Another way I could use this diagram is as a guide to completing an individual story. Characters might have the opportunity to learn things about the situation from each of the 8 perspectives. Once they have 4 adjacent symbols activated, they might have understood enough of the symptoms to reveal elements of the cause underlying them all. If they have addressed all 8 successfully, then it might be far easier to resolve the underlying imbalance in the scenario. None of the symbols involves combat, but that doesn't mean conflict can't exist in the story. There will always be an imbalance that the forces of the setting have drawn the characters to resolve, and there is obviously something preventing the locals from resolving the situation on their own. The imbalance doesn't come from the spirits traditionally revered by the Aboriginal people, but the imbalance may cause them to mutate and take on nightmarish forms that need to be dealt with in some way, but every spirit is different, every situation is different. Similarly, the feedback loop between people and the environment should be apparent in the narrative. The more imbalanced a place is spiritually, the more this will be reflected in the attitudes and emotions of the people, perhaps even manifesting as physical signs (stigmata, mutations, disease, etc.) in the most heinously imbalanced settings.

Places exhibiting the pristine glass and concrete of the pre-apocalypse world...
...look just as unnatural as the horrific boneyards that could have been painted by HR Giger...
...the melting forms reminiscent of Salvador Dali's work...
...or the fractal recursions found in one of the more psychedelic Marvel superhero movies...

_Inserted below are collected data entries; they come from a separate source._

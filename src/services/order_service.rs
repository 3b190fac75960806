use chrono::Utc;
use rust_decimal::Decimal;
use sea_orm::ActiveValue::NotSet;
use sea_orm::{
    ActiveModelTrait, ColumnTrait, Condition, EntityTrait, PaginatorTrait, QueryFilter, QueryOrder,
    QuerySelect, Set, TransactionTrait,
};
use uuid::Uuid;

use crate::{
    dto::orders::{CreateOrderRequest, CreatedOrder, OrderList, OrderWithItems},
    entity::{
        menu_items::Entity as MenuItems,
        order_items::{ActiveModel as OrderItemActive, Column as OrderItemCol, Entity as OrderItems},
        orders::{ActiveModel as OrderActive, Column as OrderCol, Entity as Orders},
        payments::{ActiveModel as PaymentActive, Column as PaymentCol, Entity as Payments},
        restaurants::Entity as Restaurants,
    },
    error::{AppError, AppResult},
    middleware::auth::{AuthUser, ROLE_ADMIN, ROLE_CUSTOMER, ROLE_DRIVER, ensure_admin},
    models::{Order, OrderItem, OrderStatus, Payment, PaymentStatus},
    notify::notify_user,
    payment::PaymentClient,
    response::{ApiResponse, Meta},
    routes::params::{OrderListQuery, SortOrder},
    state::AppState,
};

/// Create an order with its line items and an initial payment attempt.
///
/// Everything up to the provider charge runs in one transaction, so a failed
/// lookup leaves no partial rows behind. Immediate-settlement methods are
/// charged after commit; a provider failure surfaces as 502 with the order
/// still PENDING so the payment can be retried or reconciled.
pub async fn create_order(
    state: &AppState,
    user: &AuthUser,
    payload: CreateOrderRequest,
) -> AppResult<ApiResponse<CreatedOrder>> {
    if payload.items.is_empty() {
        return Err(AppError::BadRequest("Order has no items".into()));
    }
    if payload.payment_method.trim().is_empty() {
        return Err(AppError::BadRequest("paymentMethod is required".into()));
    }
    if payload.items.iter().any(|line| line.quantity <= 0) {
        return Err(AppError::BadRequest("Item quantity must be positive".into()));
    }

    let txn = state.orm.begin().await?;

    let restaurant = Restaurants::find_by_id(payload.restaurant_id)
        .one(&txn)
        .await?
        .ok_or_else(|| {
            AppError::NotFound(format!("Restaurant {} not found", payload.restaurant_id))
        })?;

    // Resolve every line against the menu before writing anything.
    let mut total_price = Decimal::ZERO;
    let mut priced_lines = Vec::with_capacity(payload.items.len());
    for line in &payload.items {
        let menu_item = MenuItems::find_by_id(line.menu_item_id)
            .one(&txn)
            .await?
            .filter(|item| item.restaurant_id == restaurant.id)
            .ok_or_else(|| {
                AppError::NotFound(format!("Menu item {} not found", line.menu_item_id))
            })?;
        if !menu_item.available {
            return Err(AppError::BadRequest(format!(
                "Menu item {} is currently unavailable",
                menu_item.id
            )));
        }
        total_price += menu_item.price * Decimal::from(line.quantity);
        priced_lines.push((line.menu_item_id, line.quantity, menu_item.price));
    }

    let order = OrderActive {
        id: NotSet,
        customer_id: Set(user.user_id),
        restaurant_id: Set(restaurant.id),
        driver_id: Set(None),
        status: Set(OrderStatus::Pending),
        total_price: Set(total_price),
        created_at: NotSet,
        updated_at: NotSet,
    }
    .insert(&txn)
    .await?;

    let mut items: Vec<OrderItem> = Vec::with_capacity(priced_lines.len());
    for (menu_item_id, quantity, price) in priced_lines {
        let item = OrderItemActive {
            id: NotSet,
            order_id: Set(order.id),
            menu_item_id: Set(menu_item_id),
            quantity: Set(quantity),
            price: Set(price),
            created_at: NotSet,
        }
        .insert(&txn)
        .await?;
        items.push(item.into());
    }

    let payment = PaymentActive {
        id: NotSet,
        order_id: Set(order.id),
        method: Set(payload.payment_method.clone()),
        amount: Set(total_price),
        status: Set(PaymentStatus::Pending),
        reference: Set(build_payment_reference(order.id)),
        created_at: NotSet,
        updated_at: NotSet,
    }
    .insert(&txn)
    .await?;

    txn.commit().await?;

    let (order, payment) = if PaymentClient::settles_immediately(&payload.payment_method) {
        state
            .payments
            .charge(&payment.reference, &payment.method, payment.amount)
            .await?;
        settle_created_order(state, order, payment).await?
    } else {
        (order, payment)
    };

    Ok(ApiResponse::success(
        "Order created",
        CreatedOrder {
            order: order.into(),
            items,
            payment: payment.into(),
        },
        Some(Meta::empty()),
    ))
}

/// Mark a freshly created order and its payment attempt PAID after the
/// provider confirmed the charge.
async fn settle_created_order(
    state: &AppState,
    order: crate::entity::orders::Model,
    payment: crate::entity::payments::Model,
) -> AppResult<(crate::entity::orders::Model, crate::entity::payments::Model)> {
    let txn = state.orm.begin().await?;

    let customer_id = order.customer_id;
    let order_id = order.id;

    let mut active: OrderActive = order.into();
    active.status = Set(OrderStatus::Paid);
    active.updated_at = Set(Utc::now().into());
    let order = active.update(&txn).await?;

    let mut active: PaymentActive = payment.into();
    active.status = Set(PaymentStatus::Paid);
    active.updated_at = Set(Utc::now().into());
    let payment = active.update(&txn).await?;

    txn.commit().await?;

    if let Err(err) = notify_user(
        &state.orm,
        customer_id,
        Some(order_id),
        format!("Payment received for order #{order_id}"),
    )
    .await
    {
        tracing::warn!(error = %err, "notification insert failed");
    }

    Ok((order, payment))
}

pub async fn get_order(
    state: &AppState,
    user: &AuthUser,
    id: i64,
) -> AppResult<ApiResponse<OrderWithItems>> {
    let mut condition = Condition::all().add(OrderCol::Id.eq(id));
    // Customers only ever see their own orders.
    if user.role == ROLE_CUSTOMER {
        condition = condition.add(OrderCol::CustomerId.eq(user.user_id));
    }

    let order = Orders::find()
        .filter(condition)
        .one(&state.orm)
        .await?
        .ok_or_else(|| AppError::NotFound(format!("Order {id} not found")))?;

    let items = OrderItems::find()
        .filter(OrderItemCol::OrderId.eq(order.id))
        .all(&state.orm)
        .await?
        .into_iter()
        .map(OrderItem::from)
        .collect();

    Ok(ApiResponse::success(
        "OK",
        OrderWithItems {
            order: order.into(),
            items,
        },
        Some(Meta::empty()),
    ))
}

pub async fn list_orders(
    state: &AppState,
    user: &AuthUser,
    query: OrderListQuery,
) -> AppResult<ApiResponse<OrderList>> {
    let (page, limit, offset) = query.pagination.normalize();

    let mut condition = Condition::all();
    if user.role == ROLE_CUSTOMER {
        condition = condition.add(OrderCol::CustomerId.eq(user.user_id));
    } else if let Some(customer_id) = query.customer_id {
        condition = condition.add(OrderCol::CustomerId.eq(customer_id));
    }
    if let Some(status) = query.status {
        condition = condition.add(OrderCol::Status.eq(status));
    }

    let mut finder = Orders::find().filter(condition);
    finder = match query.sort_order.unwrap_or(SortOrder::Desc) {
        SortOrder::Asc => finder.order_by_asc(OrderCol::CreatedAt),
        SortOrder::Desc => finder.order_by_desc(OrderCol::CreatedAt),
    };

    let total = finder.clone().count(&state.orm).await? as i64;

    let orders = finder
        .limit(limit as u64)
        .offset(offset as u64)
        .all(&state.orm)
        .await?
        .into_iter()
        .map(Order::from)
        .collect();

    let meta = Meta::new(page, limit, total);
    Ok(ApiResponse::success(
        "Ok",
        OrderList { items: orders },
        Some(meta),
    ))
}

/// Queue of confirmed orders waiting for a driver.
pub async fn list_confirmed(state: &AppState, user: &AuthUser) -> AppResult<ApiResponse<OrderList>> {
    if user.role != ROLE_DRIVER && user.role != ROLE_ADMIN {
        return Err(AppError::Forbidden);
    }

    let orders = Orders::find()
        .filter(OrderCol::Status.eq(OrderStatus::Confirmed))
        .order_by_asc(OrderCol::CreatedAt)
        .all(&state.orm)
        .await?
        .into_iter()
        .map(Order::from)
        .collect();

    Ok(ApiResponse::success(
        "Confirmed orders",
        OrderList { items: orders },
        Some(Meta::empty()),
    ))
}

/// Remove an order permanently. Line items cascade; payment, delivery and
/// notification rows keep the dangling order id.
pub async fn delete_order(
    state: &AppState,
    user: &AuthUser,
    id: i64,
) -> AppResult<ApiResponse<serde_json::Value>> {
    ensure_admin(user)?;

    let order = Orders::find_by_id(id)
        .one(&state.orm)
        .await?
        .ok_or_else(|| AppError::NotFound(format!("Order {id} not found")))?;

    let customer_id = order.customer_id;
    Orders::delete_by_id(order.id).exec(&state.orm).await?;

    if let Err(err) = notify_user(
        &state.orm,
        customer_id,
        Some(id),
        format!("Your order #{id} was removed"),
    )
    .await
    {
        tracing::warn!(error = %err, "notification insert failed");
    }

    Ok(ApiResponse::message_only("Order deleted"))
}

/// Latest payment attempt for an order, if any.
pub async fn latest_payment(
    state: &AppState,
    order_id: i64,
) -> AppResult<Option<Payment>> {
    let payment = Payments::find()
        .filter(PaymentCol::OrderId.eq(order_id))
        .order_by_desc(PaymentCol::CreatedAt)
        .one(&state.orm)
        .await?;
    Ok(payment.map(Payment::from))
}

fn build_payment_reference(order_id: i64) -> String {
    let date = Utc::now().format("%Y%m%d");
    let suffix = Uuid::new_v4().to_string();
    let short = &suffix[..8];
    format!("PAY-{date}-{order_id}-{short}")
}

...of course most parts of the world where spiritual energies are leaking into the mundane waking world are nowhere near as blatant.





Addressing local issues with generalisations has a tendency to cause more problems than they solve (as has been seen with decades of Government policy in Australia). This isn't intended to be a political game, but I'm not afraid to say that it reflects my political leanings and perspective of the world. I want this to be a game about stories, and about relationships. The relationships will be between people, between people and the land they live on, and between people and the stories that generate meaning in their lives.

So, no-one has all the answers in this setting, everyone is just making do with what they've got, combining fragments of knowledge into something that will hopefully let them get by. Everyone finds that they need the people around them to survive, and they need to work with the people around them if they want to thrive. Conflict generates imbalance which forms a feedback loop to generate more conflict, but sometimes you need to face the cycle before you can address it. Narratives and stories play out across the world, but there is always something underlying those narratives that needs to be understood and addressed. Things are rarely what they seem to be on first appearances, but it takes an effort, either physical, mental, social, or spiritual, to pierce the surface. The only advantages that Aboriginal people have in this setting is the fact that they've lived an unsettled life for generations longer than the new arrivals to their lands, they might also have a memory of inherited tale fragments that have survived being passed down through generations, but their strongest advantage is the fact that as a people they have always tended to value a community spirit of goodwill over the greed and dominance of individuals.

...but how do I codify that into game rules?